Excerpted data:
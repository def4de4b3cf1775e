// src/app/renderer.rs
//! GameApp の描画関連ロジック。
//!
//! 描画は2段階: まず `GameState` から描くものの一覧 (`RenderSnapshot`) を作って、
//! それを `Renderer` トレイトを実装したもの (Canvas とか、テスト用の記録係とか) に渡すよ。

use log::warn;
use serde::Serialize;
use web_sys::CanvasRenderingContext2d;

use super::drag_handler::dragged_group_positions;
use super::layout_calculator::{calculate_card_position, stack_base_position};
use crate::components::{Card, CardColor, GameStatus, StackType};
use crate::config::layout::{BACKGROUND_COLOR, BOARD_HEIGHT, BOARD_WIDTH};
use crate::game::GameState;

const SLOT_COLOR: &str = "#0e7a2c";
const SLOT_BORDER_COLOR: &str = "#c8e6c9";
const CARD_FACE_COLOR: &str = "#ffffff";
const CARD_BORDER_COLOR: &str = "#333333";
const RED_SUIT_COLOR: &str = "#c62828";
const BLACK_SUIT_COLOR: &str = "#212121";
const SELECTED_BORDER_COLOR: &str = "#ff0000";
const LABEL_FONT: &str = "16px sans-serif";

/// カード1枚分の描画情報。
#[derive(Debug, Clone, PartialEq, Serialize)]
pub struct CardSprite {
    /// 画像のパス (`Card::image_path`)。JS 側で画像を使うならこれを見てね。
    pub image_key: String,
    /// 表向きなら "Q♥" みたいな短い表記。裏向きなら空。
    pub label: String,
    pub x: f32,
    pub y: f32,
    pub width: f32,
    pub height: f32,
    pub face_up: bool,
    /// ドラッグ中のカード (赤枠で囲む)。
    pub selected: bool,
    pub red: bool,
}

/// スタックの土台 (空のときに見える枠)。
#[derive(Debug, Clone, Copy, PartialEq, Serialize)]
pub struct SlotSprite {
    pub stack_type: StackType,
    pub x: f32,
    pub y: f32,
    pub width: f32,
    pub height: f32,
}

/// 1フレーム分の描画データ。`cards` は奥から手前の順番。
#[derive(Debug, Clone, PartialEq, Serialize)]
pub struct RenderSnapshot {
    pub width: f32,
    pub height: f32,
    pub background: String,
    pub slots: Vec<SlotSprite>,
    pub cards: Vec<CardSprite>,
    pub status: GameStatus,
}

/// 描画先の抽象化だよ。
pub trait Renderer {
    fn clear(&mut self, background: &str, width: f32, height: f32);
    fn draw_slot(&mut self, slot: &SlotSprite);
    fn draw_card(&mut self, sprite: &CardSprite);
}

fn card_sprite(card: &Card, x: f32, y: f32, width: f32, height: f32, selected: bool) -> CardSprite {
    CardSprite {
        image_key: card.image_path(),
        label: if card.is_face_up() { card.to_string() } else { String::new() },
        x,
        y,
        width,
        height,
        face_up: card.is_face_up(),
        selected,
        red: card.color() == CardColor::Red,
    }
}

/// `GameState` から描画データを作る。
///
/// - 場札は全部のカードを段差つきで並べる
/// - 組札・山札・捨て札はぴったり重なっているので一番上の1枚だけ
/// - ドラッグ中のカードは元の場所からは消えて、最後 (一番手前) に描く
pub fn build_render_snapshot(state: &GameState) -> RenderSnapshot {
    let layout = &state.config().layout;
    let session = state.drag_session();
    let (width, height) = (layout.card_width, layout.card_height);

    let mut slots = Vec::new();
    let mut cards = Vec::new();

    for stack in state.board().stacks() {
        let stack_type = stack.stack_type();
        let base = stack_base_position(stack_type, layout);
        slots.push(SlotSprite { stack_type, x: base.x, y: base.y, width, height });

        // ドラッグ中なら、掴んだカードから上は元の場所に描かない
        let visible = match session {
            Some(s) if s.origin_stack == stack_type => &stack.cards()[..s.origin_index.min(stack.len())],
            _ => stack.cards(),
        };

        let first = match stack_type {
            StackType::Tableau(_) => 0,
            _ => visible.len().saturating_sub(1),
        };
        for (index, card) in visible.iter().enumerate().skip(first) {
            let pos = calculate_card_position(stack_type, index, layout);
            cards.push(card_sprite(card, pos.x, pos.y, width, height, false));
        }
    }

    if let Some(session) = session {
        let positions = dragged_group_positions(session, state.config());
        for (k, (card, pos)) in session.group().zip(positions).enumerate() {
            cards.push(card_sprite(card, pos.x, pos.y, width, height, k == 0));
        }
    }

    RenderSnapshot {
        width: BOARD_WIDTH,
        height: BOARD_HEIGHT,
        background: BACKGROUND_COLOR.to_string(),
        slots,
        cards,
        status: state.status(),
    }
}

/// 背景 → 空き枠 → カード (奥から手前) の順に描く。
pub fn render_game<R: Renderer + ?Sized>(snapshot: &RenderSnapshot, renderer: &mut R) {
    renderer.clear(&snapshot.background, snapshot.width, snapshot.height);
    for slot in &snapshot.slots {
        renderer.draw_slot(slot);
    }
    for sprite in &snapshot.cards {
        renderer.draw_card(sprite);
    }
}

/// HTML の Canvas に描くレンダラー。画像は読み込まず、四角形と文字だけで描くよ。
pub struct CanvasRenderer {
    context: CanvasRenderingContext2d,
}

impl CanvasRenderer {
    pub fn new(context: CanvasRenderingContext2d) -> Self {
        Self { context }
    }
}

impl Renderer for CanvasRenderer {
    fn clear(&mut self, background: &str, width: f32, height: f32) {
        let (w, h) = (f64::from(width), f64::from(height));
        self.context.clear_rect(0.0, 0.0, w, h);
        self.context.set_fill_style_str(background);
        self.context.fill_rect(0.0, 0.0, w, h);
    }

    fn draw_slot(&mut self, slot: &SlotSprite) {
        let (x, y) = (f64::from(slot.x), f64::from(slot.y));
        let (w, h) = (f64::from(slot.width), f64::from(slot.height));
        self.context.set_fill_style_str(SLOT_COLOR);
        self.context.fill_rect(x, y, w, h);
        self.context.set_line_width(1.0);
        self.context.set_stroke_style_str(SLOT_BORDER_COLOR);
        self.context.stroke_rect(x, y, w, h);
    }

    fn draw_card(&mut self, sprite: &CardSprite) {
        let (x, y) = (f64::from(sprite.x), f64::from(sprite.y));
        let (w, h) = (f64::from(sprite.width), f64::from(sprite.height));

        if sprite.face_up {
            self.context.set_fill_style_str(CARD_FACE_COLOR);
            self.context.fill_rect(x, y, w, h);
            let text_color = if sprite.red { RED_SUIT_COLOR } else { BLACK_SUIT_COLOR };
            self.context.set_fill_style_str(text_color);
            self.context.set_font(LABEL_FONT);
            if let Err(e) = self.context.fill_text(&sprite.label, x + 6.0, y + 20.0) {
                warn!("CanvasRenderer: fill_text failed for {}: {:?}", sprite.label, e);
            }
        } else {
            self.context.set_fill_style_str(SLOT_COLOR);
            self.context.fill_rect(x, y, w, h);
        }

        if sprite.selected {
            self.context.set_line_width(3.0);
            self.context.set_stroke_style_str(SELECTED_BORDER_COLOR);
        } else {
            self.context.set_line_width(1.0);
            self.context.set_stroke_style_str(CARD_BORDER_COLOR);
        }
        self.context.stroke_rect(x, y, w, h);
    }
}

Exercise: Transcribe only, please, the lines from the first line of the records through the line with "use web_sys::CanvasRenderingContext2d;". Both of those lines are included.

Solution to the exercise:
repository def4de4b3cf1775e
// src/app/renderer.rs
//! GameApp の描画関連ロジック。
//!
//! 描画は2段階: まず `GameState` から描くものの一覧 (`RenderSnapshot`) を作って、
//! それを `Renderer` トレイトを実装したもの (Canvas とか、テスト用の記録係とか) に渡すよ。

use log::warn;
use serde::Serialize;
use web_sys::CanvasRenderingContext2d;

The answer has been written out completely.